• [What to work on] Find the line below that contains "let n = values.len();". Transcribe it and every line after it exactly, adding nothing.

━━━━━━━━

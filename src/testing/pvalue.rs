//! P-value computation for Wald statistics

use statrs::distribution::{ContinuousCDF, Normal};

/// Two-sided p-value under the standard normal: 2 * P(Z < -|z|)
pub fn wald_pvalue(z: f64) -> f64 {
    if z.is_nan() {
        return f64::NAN;
    }
    let normal = Normal::new(0.0, 1.0).expect("standard normal parameters are valid");
    (2.0 * normal.cdf(-z.abs())).min(1.0)
}
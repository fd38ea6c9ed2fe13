//! salivatx command-line entry point

use clap::Parser;
use log::LevelFilter;

use salivatx::cli::{run, Cli};

fn main() {
    let cli = Cli::parse();

    let log_level = if cli.verbose {
        LevelFilter::Debug
    } else {
        LevelFilter::Info
    };
    env_logger::Builder::new()
        .filter_level(log_level)
        .format_timestamp(None)
        .init();

    if let Err(e) = run(&cli) {
        eprintln!("Error: {}", e);
        std::process::exit(1);
    }
}
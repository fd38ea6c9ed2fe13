//! Power-improving filters applied at results time
//!
//! Independent filtering drops weakly expressed genes from the multiple
//! testing burden by scanning mean-expression cutoffs and keeping the one
//! that maximizes discoveries. Cook's distance flags genes where a single
//! sample dominates the fit; their p-values are withheld rather than
//! reported.

use ndarray::{Array2, ArrayView2};
use statrs::distribution::{ContinuousCDF, FisherSnedecor};

use crate::stats::quantile_type7;
use crate::testing::benjamini_hochberg;

/// BH-adjusted p-values after independent filtering on mean expression.
///
/// Candidate cutoffs are 50 quantiles of the base means between the zero
/// fraction and 0.95. When even the best cutoff yields 10 or fewer
/// rejections at `alpha` the scan is unreliable and no filtering is applied
/// beyond the zero-expression genes.
pub fn independent_filtering(pvalues: &[f64], base_means: &[f64], alpha: f64) -> Vec<f64> {
    let n = pvalues.len();
    if n == 0 {
        return vec![];
    }

    let zero_count = base_means
        .iter()
        .filter(|&&m| m == 0.0 || !m.is_finite())
        .count();
    let lower_quantile = zero_count as f64 / n as f64;
    let upper_quantile = if lower_quantile < 0.95 { 0.95 } else { 1.0 };

    let finite_means: Vec<f64> = base_means.iter().filter(|m| m.is_finite()).copied().collect();
    if finite_means.is_empty() {
        return benjamini_hochberg(pvalues);
    }

    let n_theta = 50;
    let thetas: Vec<f64> = (0..n_theta)
        .map(|i| {
            lower_quantile
                + (upper_quantile - lower_quantile) * i as f64 / (n_theta as f64 - 1.0)
        })
        .collect();

    let mut best_j = 0;
    let mut best_rej = 0usize;
    let mut all_padj: Vec<Vec<f64>> = Vec::with_capacity(n_theta);
    for (j, &theta) in thetas.iter().enumerate() {
        let cutoff = quantile_type7(&finite_means, theta);
        let masked: Vec<f64> = pvalues
            .iter()
            .zip(base_means.iter())
            .map(|(&p, &m)| if m >= cutoff && p.is_finite() { p } else { f64::NAN })
            .collect();
        let padj = benjamini_hochberg(&masked);
        let rejections = padj.iter().filter(|&&p| p.is_finite() && p < alpha).count();
        if rejections > best_rej {
            best_rej = rejections;
            best_j = j;
        }
        all_padj.push(padj);
    }

    let chosen = if best_rej <= 10 { 0 } else { best_j };
    log::debug!(
        "Independent filtering: theta={:.3} with {} rejections at alpha={}",
        thetas[chosen],
        best_rej,
        alpha
    );
    all_padj.swap_remove(chosen)
}

/// Cook's distance for every observation:
/// `pearson_residual^2 / p * h / (1 - h)^2`, with a robust method-of-moments
/// dispersion so an outlying count cannot mask itself.
pub fn cooks_distances(
    counts: ArrayView2<f64>,
    mu: &Array2<f64>,
    hat_diagonals: &Array2<f64>,
    normalized: &Array2<f64>,
    design: &Array2<f64>,
    n_coefs: usize,
) -> Array2<f64> {
    let (n_genes, n_samples) = counts.dim();
    let dispersions = robust_mom_dispersion(normalized, design);

    let mut cooks = Array2::zeros((n_genes, n_samples));
    for i in 0..n_genes {
        let alpha = dispersions[i];
        for j in 0..n_samples {
            let y = counts[[i, j]];
            let mu_ij = mu[[i, j]];
            let h = hat_diagonals[[i, j]];
            let v = mu_ij + alpha * mu_ij * mu_ij;
            let pearson_sq = if v > 0.0 { (y - mu_ij).powi(2) / v } else { 0.0 };
            cooks[[i, j]] = if h.is_finite() && h < 1.0 && pearson_sq.is_finite() {
                pearson_sq / n_coefs as f64 * h / (1.0 - h).powi(2)
            } else {
                f64::NAN
            };
        }
    }
    cooks
}

/// Outlier cutoff: 99th percentile of F(p, m - p)
pub fn cooks_cutoff(n_samples: usize, n_coefs: usize) -> f64 {
    if n_samples <= n_coefs {
        return f64::INFINITY;
    }
    let df1 = n_coefs as f64;
    let df2 = (n_samples - n_coefs) as f64;
    match FisherSnedecor::new(df1, df2) {
        Ok(f_dist) => f_dist.inverse_cdf(0.99),
        Err(_) => 4.0 / n_samples as f64,
    }
}

/// Genes where any sample's Cook's distance exceeds the cutoff. Flagging is
/// only meaningful with replication, so cells with fewer than 3 samples are
/// exempt from triggering the flag.
pub fn flag_cooks_outliers(
    cooks: &Array2<f64>,
    design: &Array2<f64>,
    cutoff: f64,
) -> Vec<bool> {
    let (n_genes, n_samples) = cooks.dim();
    let cell_sizes = design_cell_sizes(design);

    (0..n_genes)
        .map(|i| {
            (0..n_samples).any(|j| {
                cell_sizes[j] >= 3 && cooks[[i, j]].is_finite() && cooks[[i, j]] > cutoff
            })
        })
        .collect()
}

/// Number of samples sharing each sample's design-matrix row
fn design_cell_sizes(design: &Array2<f64>) -> Vec<usize> {
    let n_samples = design.nrows();
    let keys: Vec<String> = (0..n_samples)
        .map(|i| {
            (0..design.ncols())
                .map(|k| format!("{:.6}", design[[i, k]]))
                .collect::<Vec<_>>()
                .join("_")
        })
        .collect();
    keys.iter()
        .map(|key| keys.iter().filter(|k| *k == key).count())
        .collect()
}

/// Trimmed method-of-moments dispersion per gene, taking the worst (largest)
/// cell variance across design cells with at least 3 samples.
fn robust_mom_dispersion(normalized: &Array2<f64>, design: &Array2<f64>) -> Vec<f64> {
    let (n_genes, n_samples) = normalized.dim();
    let min_disp = 0.04;

    let keys: Vec<String> = (0..n_samples)
        .map(|i| {
            (0..design.ncols())
                .map(|k| format!("{:.6}", design[[i, k]]))
                .collect::<Vec<_>>()
                .join("_")
        })
        .collect();
    let mut cells: Vec<Vec<usize>> = Vec::new();
    {
        let mut seen: Vec<&String> = Vec::new();
        for (j, key) in keys.iter().enumerate() {
            match seen.iter().position(|k| *k == key) {
                Some(idx) => cells[idx].push(j),
                None => {
                    seen.push(key);
                    cells.push(vec![j]);
                }
            }
        }
    }
    let replicated: Vec<&Vec<usize>> = cells.iter().filter(|c| c.len() >= 3).collect();

    (0..n_genes)
        .map(|i| {
            let row: Vec<f64> = (0..n_samples).map(|j| normalized[[i, j]]).collect();
            let variance = if replicated.is_empty() {
                trimmed_mom_variance(&row)
            } else {
                replicated
                    .iter()
                    .map(|cell| {
                        let values: Vec<f64> = cell.iter().map(|&j| row[j]).collect();
                        trimmed_mom_variance(&values)
                    })
                    .fold(0.0f64, f64::max)
            };
            let mean = row.iter().sum::<f64>() / n_samples as f64;
            if mean > 0.0 {
                ((variance - mean) / (mean * mean)).max(min_disp)
            } else {
                min_disp
            }
        })
        .collect()
}

/// Trimmed variance with trim ratio and rescaling chosen by sample count
fn trimmed_mom_variance(values: &[f64]) -> f64 {
    let n = values.len();
    let (trim_ratio, scale_c) = if n <= 3 {
        (1.0 / 3.0, 2.04)
    } else if n <= 23 {
        (1.0 / 4.0, 1.86)
    } else {
        (1.0 / 8.0, 1.51)
    };

    let center = crate::stats::trimmed_mean(values, trim_ratio);
    let sq_errors: Vec<f64> = values.iter().map(|&v| (v - center).powi(2)).collect();
    scale_c * crate::stats::trimmed_mean(&sq_errors, trim_ratio)
}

━━━━━━━━

• [Task output]
    let n = values.len();
    let (trim_ratio, scale_c) = if n <= 3 {
        (1.0 / 3.0, 2.04)
    } else if n <= 23 {
        (1.0 / 4.0, 1.86)
    } else {
        (1.0 / 8.0, 1.51)
    };

    let center = crate::stats::trimmed_mean(values, trim_ratio);
    let sq_errors: Vec<f64> = values.iter().map(|&v| (v - center).powi(2)).collect();
    scale_c * crate::stats::trimmed_mean(&sq_errors, trim_ratio)
}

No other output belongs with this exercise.